» WHAT NEEDS TO BE DONE
Pull from the data below each line where the word "angle" occurs, and copy it.

» PROVIDED MATERIAL
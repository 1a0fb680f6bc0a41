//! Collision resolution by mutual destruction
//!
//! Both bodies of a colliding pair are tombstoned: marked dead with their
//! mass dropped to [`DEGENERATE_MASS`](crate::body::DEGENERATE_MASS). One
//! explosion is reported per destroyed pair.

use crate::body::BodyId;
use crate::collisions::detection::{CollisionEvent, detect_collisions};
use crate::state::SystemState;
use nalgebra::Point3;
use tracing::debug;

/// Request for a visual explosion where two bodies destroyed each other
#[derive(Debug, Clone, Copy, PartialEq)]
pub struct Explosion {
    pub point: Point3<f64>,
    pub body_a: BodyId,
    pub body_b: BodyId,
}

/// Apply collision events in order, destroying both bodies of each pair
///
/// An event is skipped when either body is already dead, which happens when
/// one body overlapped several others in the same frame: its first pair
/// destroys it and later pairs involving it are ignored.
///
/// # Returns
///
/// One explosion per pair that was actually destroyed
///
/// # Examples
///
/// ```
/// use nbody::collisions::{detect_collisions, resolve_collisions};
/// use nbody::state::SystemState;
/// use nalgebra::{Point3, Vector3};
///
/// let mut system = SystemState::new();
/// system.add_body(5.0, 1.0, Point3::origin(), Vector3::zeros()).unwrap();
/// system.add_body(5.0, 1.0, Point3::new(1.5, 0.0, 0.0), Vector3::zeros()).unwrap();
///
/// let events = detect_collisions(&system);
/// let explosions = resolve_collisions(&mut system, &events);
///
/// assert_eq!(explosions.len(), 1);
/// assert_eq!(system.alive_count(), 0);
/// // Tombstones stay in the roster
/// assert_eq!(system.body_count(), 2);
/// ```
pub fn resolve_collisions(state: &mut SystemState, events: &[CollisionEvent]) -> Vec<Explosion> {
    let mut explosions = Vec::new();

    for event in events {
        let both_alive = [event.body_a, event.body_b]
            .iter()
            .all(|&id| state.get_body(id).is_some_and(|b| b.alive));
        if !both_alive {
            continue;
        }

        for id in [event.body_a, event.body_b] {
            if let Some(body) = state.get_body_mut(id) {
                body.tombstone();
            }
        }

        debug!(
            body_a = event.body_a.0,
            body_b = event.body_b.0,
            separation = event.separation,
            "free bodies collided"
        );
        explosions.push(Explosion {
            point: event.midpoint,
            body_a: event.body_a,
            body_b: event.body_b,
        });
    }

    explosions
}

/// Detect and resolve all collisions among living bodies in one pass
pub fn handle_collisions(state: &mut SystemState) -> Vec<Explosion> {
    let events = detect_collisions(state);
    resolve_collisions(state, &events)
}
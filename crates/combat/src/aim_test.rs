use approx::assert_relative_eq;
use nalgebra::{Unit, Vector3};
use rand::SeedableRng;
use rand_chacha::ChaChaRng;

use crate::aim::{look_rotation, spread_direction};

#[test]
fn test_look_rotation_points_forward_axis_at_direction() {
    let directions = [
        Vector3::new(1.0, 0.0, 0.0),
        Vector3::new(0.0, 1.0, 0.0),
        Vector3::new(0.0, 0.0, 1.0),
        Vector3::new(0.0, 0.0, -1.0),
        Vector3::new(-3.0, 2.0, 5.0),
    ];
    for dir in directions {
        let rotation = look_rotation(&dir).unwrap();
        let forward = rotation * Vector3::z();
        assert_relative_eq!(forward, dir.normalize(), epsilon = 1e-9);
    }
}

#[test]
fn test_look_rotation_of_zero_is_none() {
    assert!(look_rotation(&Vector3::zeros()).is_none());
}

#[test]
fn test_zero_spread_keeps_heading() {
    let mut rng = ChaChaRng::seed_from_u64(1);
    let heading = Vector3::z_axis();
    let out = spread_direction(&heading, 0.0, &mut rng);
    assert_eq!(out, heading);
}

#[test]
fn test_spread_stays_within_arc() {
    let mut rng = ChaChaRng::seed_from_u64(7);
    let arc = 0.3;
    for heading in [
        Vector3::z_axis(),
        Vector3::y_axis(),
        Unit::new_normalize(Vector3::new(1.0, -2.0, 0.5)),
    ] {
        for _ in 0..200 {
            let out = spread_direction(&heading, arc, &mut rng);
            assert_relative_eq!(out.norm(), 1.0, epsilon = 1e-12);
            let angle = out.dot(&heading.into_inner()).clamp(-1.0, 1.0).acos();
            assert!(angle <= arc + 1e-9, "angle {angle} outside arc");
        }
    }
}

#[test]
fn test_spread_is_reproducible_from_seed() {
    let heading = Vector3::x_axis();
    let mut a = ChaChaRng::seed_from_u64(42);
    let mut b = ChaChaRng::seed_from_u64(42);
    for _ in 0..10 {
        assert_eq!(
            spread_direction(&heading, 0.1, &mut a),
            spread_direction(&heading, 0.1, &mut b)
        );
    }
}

» ANSWER BOX
            let angle = out.dot(&heading.into_inner()).clamp(-1.0, 1.0).acos();
            assert!(angle <= arc + 1e-9, "angle {angle} outside arc");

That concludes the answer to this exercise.